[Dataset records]
____________

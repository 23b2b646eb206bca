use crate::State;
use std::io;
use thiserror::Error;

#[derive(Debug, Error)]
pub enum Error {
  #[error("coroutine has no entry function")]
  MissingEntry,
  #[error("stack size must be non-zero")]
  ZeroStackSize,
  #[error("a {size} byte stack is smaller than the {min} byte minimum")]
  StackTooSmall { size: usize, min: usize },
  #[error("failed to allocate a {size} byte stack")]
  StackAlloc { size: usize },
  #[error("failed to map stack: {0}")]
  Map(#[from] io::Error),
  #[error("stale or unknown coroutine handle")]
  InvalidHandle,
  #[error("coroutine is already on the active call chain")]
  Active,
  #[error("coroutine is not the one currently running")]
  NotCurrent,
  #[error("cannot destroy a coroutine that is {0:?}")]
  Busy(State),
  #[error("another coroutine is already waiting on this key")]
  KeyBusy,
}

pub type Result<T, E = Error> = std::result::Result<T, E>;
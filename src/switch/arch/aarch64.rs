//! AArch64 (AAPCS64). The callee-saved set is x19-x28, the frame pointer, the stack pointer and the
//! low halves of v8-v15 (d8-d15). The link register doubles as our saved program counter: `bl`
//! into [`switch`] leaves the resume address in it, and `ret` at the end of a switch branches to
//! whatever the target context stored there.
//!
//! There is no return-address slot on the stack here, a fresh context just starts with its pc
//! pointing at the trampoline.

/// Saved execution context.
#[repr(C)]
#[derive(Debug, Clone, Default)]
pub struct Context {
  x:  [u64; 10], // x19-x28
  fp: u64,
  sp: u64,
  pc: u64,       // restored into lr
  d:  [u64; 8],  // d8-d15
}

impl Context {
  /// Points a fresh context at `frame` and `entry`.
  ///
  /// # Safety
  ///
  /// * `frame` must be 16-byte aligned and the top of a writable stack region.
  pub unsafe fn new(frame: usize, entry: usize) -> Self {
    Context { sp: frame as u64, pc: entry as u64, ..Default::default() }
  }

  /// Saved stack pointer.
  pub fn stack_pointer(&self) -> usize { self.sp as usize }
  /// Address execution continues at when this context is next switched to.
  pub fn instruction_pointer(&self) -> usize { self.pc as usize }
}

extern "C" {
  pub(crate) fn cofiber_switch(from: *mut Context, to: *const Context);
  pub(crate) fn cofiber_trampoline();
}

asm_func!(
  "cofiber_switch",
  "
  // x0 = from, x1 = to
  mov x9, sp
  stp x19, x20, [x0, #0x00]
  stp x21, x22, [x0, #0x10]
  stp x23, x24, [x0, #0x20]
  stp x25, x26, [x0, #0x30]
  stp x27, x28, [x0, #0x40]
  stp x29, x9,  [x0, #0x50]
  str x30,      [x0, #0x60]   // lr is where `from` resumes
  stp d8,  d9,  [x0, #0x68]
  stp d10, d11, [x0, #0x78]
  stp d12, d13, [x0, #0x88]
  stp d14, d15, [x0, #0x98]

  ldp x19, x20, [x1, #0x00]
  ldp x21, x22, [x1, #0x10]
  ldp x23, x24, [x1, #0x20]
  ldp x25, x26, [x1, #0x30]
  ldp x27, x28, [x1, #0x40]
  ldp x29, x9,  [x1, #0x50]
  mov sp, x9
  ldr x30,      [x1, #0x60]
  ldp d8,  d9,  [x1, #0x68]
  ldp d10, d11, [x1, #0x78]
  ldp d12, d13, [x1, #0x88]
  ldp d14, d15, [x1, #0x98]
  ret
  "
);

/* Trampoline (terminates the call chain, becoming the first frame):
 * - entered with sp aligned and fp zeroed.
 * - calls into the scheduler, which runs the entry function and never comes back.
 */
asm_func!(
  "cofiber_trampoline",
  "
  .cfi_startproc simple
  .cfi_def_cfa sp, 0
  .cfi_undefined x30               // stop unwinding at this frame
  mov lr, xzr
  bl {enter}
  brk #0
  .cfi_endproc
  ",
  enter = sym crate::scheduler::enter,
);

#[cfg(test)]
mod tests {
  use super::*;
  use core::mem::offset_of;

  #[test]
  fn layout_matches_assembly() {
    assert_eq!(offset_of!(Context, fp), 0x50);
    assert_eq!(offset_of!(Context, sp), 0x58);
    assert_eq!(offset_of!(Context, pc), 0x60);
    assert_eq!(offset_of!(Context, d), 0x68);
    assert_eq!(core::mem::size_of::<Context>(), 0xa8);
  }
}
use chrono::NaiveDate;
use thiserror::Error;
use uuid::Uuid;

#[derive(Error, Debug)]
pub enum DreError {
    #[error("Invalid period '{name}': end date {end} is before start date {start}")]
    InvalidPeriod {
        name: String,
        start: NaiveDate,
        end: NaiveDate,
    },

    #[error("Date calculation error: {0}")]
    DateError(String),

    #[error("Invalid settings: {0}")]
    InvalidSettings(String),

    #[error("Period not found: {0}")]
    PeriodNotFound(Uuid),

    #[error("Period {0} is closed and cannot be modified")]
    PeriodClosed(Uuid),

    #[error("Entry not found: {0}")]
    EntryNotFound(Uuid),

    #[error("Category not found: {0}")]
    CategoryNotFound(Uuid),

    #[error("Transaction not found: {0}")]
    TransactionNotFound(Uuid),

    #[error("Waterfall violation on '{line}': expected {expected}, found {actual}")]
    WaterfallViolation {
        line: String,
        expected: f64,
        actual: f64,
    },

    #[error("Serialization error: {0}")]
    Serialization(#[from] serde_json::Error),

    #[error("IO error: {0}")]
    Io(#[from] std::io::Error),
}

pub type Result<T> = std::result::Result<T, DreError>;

____________

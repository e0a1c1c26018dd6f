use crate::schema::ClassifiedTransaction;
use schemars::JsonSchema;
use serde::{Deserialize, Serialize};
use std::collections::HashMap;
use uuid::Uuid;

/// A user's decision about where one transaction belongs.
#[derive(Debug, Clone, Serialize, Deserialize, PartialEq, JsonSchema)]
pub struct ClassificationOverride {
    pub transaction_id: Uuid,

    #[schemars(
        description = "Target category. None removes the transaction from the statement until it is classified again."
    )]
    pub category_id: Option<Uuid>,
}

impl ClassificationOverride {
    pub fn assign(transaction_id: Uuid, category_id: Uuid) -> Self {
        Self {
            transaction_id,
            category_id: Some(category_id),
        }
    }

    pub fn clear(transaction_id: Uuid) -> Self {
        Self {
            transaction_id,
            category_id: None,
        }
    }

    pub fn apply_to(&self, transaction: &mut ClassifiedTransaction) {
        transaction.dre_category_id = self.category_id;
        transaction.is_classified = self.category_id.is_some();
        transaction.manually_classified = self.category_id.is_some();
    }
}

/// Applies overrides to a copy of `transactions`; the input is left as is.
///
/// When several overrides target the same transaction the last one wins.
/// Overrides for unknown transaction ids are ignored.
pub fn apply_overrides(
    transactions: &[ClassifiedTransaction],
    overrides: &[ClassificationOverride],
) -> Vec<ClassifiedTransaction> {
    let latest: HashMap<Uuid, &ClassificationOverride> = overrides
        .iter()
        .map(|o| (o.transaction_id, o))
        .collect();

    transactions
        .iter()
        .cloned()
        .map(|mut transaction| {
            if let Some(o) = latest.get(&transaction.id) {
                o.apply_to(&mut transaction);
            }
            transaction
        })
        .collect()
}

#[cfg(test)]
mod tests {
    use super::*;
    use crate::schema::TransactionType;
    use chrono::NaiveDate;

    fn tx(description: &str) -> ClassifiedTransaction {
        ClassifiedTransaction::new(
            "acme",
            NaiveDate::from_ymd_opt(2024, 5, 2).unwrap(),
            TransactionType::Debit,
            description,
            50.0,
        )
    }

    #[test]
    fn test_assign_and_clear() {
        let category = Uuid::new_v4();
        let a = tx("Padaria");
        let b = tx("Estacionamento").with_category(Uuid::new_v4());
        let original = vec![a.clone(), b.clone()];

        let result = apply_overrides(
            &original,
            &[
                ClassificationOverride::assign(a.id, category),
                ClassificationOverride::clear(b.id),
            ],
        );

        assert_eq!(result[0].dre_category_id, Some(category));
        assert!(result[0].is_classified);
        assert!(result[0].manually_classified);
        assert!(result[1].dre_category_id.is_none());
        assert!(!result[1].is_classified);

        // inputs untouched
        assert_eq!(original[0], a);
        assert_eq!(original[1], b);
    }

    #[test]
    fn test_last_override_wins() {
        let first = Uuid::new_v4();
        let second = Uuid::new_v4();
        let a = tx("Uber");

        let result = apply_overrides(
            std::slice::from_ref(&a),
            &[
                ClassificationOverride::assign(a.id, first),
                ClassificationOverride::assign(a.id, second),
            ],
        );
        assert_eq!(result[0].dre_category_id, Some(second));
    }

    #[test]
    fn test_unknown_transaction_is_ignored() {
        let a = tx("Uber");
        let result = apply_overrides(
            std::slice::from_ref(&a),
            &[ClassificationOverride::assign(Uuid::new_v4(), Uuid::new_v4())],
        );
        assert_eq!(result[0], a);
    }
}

____________

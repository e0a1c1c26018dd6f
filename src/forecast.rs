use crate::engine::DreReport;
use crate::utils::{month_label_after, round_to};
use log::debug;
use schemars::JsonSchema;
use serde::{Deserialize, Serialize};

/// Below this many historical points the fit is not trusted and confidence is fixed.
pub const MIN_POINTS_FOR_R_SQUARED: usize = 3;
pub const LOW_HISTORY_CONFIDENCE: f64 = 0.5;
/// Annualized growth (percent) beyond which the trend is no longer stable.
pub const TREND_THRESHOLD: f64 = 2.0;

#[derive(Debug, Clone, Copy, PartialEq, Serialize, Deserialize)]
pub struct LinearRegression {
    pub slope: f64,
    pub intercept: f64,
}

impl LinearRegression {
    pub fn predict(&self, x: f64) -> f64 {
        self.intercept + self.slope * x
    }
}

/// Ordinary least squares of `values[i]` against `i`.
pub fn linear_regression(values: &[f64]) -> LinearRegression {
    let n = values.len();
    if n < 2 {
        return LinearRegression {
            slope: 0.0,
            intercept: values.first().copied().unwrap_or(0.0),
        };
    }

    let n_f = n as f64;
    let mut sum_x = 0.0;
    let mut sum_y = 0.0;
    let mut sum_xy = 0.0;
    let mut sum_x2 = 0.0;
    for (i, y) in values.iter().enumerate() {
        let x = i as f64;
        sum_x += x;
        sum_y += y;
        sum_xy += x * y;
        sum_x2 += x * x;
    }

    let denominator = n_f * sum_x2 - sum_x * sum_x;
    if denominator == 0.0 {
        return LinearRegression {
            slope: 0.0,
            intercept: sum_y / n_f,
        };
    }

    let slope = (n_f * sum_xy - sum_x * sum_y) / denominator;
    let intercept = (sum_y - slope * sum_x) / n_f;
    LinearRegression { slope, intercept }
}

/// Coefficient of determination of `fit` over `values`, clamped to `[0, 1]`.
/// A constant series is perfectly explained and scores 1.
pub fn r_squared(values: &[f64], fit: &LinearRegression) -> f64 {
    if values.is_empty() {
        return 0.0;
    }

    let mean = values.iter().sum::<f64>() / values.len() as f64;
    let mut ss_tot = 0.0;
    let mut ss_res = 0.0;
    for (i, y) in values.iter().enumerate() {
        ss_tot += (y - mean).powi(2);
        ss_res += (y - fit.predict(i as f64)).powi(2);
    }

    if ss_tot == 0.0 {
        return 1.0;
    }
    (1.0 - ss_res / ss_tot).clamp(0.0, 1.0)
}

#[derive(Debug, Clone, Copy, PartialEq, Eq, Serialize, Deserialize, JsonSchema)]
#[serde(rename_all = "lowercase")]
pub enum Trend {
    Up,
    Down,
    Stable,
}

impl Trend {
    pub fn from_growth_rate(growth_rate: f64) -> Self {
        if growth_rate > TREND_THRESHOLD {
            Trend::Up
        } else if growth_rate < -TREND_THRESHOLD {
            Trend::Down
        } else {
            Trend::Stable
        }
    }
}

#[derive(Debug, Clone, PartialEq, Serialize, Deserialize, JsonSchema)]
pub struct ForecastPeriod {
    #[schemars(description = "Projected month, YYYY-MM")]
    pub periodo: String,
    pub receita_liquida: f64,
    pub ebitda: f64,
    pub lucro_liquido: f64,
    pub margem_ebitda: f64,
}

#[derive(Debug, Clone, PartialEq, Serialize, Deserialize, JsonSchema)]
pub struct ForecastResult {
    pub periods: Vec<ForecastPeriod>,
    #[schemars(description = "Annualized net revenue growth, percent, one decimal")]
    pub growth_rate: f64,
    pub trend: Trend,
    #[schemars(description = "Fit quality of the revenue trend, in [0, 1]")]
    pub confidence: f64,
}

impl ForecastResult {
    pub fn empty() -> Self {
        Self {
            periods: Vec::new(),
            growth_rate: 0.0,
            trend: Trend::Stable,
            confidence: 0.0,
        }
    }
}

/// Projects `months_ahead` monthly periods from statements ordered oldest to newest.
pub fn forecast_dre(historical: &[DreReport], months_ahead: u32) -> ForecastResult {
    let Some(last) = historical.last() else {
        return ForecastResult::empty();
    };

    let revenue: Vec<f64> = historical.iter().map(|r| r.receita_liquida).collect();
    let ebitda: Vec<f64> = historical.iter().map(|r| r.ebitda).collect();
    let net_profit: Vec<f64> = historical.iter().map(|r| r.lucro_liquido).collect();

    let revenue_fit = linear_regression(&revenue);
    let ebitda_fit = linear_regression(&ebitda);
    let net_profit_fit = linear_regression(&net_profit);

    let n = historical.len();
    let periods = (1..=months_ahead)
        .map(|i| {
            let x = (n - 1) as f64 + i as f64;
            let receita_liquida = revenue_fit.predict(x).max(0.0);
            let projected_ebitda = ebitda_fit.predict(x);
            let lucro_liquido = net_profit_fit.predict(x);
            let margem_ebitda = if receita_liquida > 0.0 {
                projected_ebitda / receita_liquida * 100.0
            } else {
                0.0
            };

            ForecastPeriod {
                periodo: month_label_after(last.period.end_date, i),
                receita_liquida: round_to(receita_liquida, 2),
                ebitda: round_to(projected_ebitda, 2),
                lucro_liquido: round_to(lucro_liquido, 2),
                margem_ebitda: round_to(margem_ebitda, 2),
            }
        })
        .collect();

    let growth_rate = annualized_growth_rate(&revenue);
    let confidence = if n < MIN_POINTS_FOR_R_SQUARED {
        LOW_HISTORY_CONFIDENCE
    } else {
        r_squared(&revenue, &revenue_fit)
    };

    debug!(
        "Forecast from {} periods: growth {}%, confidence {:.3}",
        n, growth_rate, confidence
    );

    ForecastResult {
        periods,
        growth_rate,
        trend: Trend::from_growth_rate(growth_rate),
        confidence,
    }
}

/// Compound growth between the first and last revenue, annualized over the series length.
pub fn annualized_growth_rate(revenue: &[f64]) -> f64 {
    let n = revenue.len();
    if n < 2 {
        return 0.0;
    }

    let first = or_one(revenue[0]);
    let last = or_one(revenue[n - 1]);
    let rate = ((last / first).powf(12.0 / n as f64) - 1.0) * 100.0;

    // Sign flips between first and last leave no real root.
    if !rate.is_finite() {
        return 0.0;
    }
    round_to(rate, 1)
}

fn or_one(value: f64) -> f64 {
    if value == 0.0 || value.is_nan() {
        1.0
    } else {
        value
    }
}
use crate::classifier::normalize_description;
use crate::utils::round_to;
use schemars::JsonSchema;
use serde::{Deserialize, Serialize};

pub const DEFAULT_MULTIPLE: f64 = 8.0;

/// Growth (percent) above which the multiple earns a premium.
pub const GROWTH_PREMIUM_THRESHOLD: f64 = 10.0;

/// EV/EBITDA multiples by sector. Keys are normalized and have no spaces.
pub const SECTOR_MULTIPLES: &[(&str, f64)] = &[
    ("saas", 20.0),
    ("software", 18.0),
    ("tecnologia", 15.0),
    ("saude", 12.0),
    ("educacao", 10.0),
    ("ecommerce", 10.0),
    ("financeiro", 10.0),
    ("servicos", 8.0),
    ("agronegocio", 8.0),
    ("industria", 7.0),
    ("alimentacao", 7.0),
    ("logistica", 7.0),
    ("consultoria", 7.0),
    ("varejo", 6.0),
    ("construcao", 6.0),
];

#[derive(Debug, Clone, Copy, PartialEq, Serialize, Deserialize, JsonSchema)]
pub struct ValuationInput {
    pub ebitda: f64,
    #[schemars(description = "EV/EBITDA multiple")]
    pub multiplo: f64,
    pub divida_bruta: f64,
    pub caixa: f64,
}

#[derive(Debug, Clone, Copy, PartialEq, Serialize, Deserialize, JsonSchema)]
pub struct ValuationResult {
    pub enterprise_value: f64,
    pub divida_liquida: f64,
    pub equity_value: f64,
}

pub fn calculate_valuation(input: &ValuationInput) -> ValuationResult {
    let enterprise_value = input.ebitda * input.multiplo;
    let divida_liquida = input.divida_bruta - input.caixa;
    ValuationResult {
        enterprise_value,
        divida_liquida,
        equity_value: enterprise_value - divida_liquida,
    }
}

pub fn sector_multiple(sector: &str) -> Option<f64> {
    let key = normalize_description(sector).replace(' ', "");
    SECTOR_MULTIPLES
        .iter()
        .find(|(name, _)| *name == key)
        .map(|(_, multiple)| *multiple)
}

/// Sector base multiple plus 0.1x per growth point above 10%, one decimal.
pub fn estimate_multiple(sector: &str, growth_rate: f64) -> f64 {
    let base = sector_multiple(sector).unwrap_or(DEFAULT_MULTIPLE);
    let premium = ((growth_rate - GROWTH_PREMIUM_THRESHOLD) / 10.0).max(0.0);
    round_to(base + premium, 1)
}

____________

■ Exercise prompt ■
Say how many lines of the records include the word "above", and give nothing but the number.

■ Solution for this problem ■
2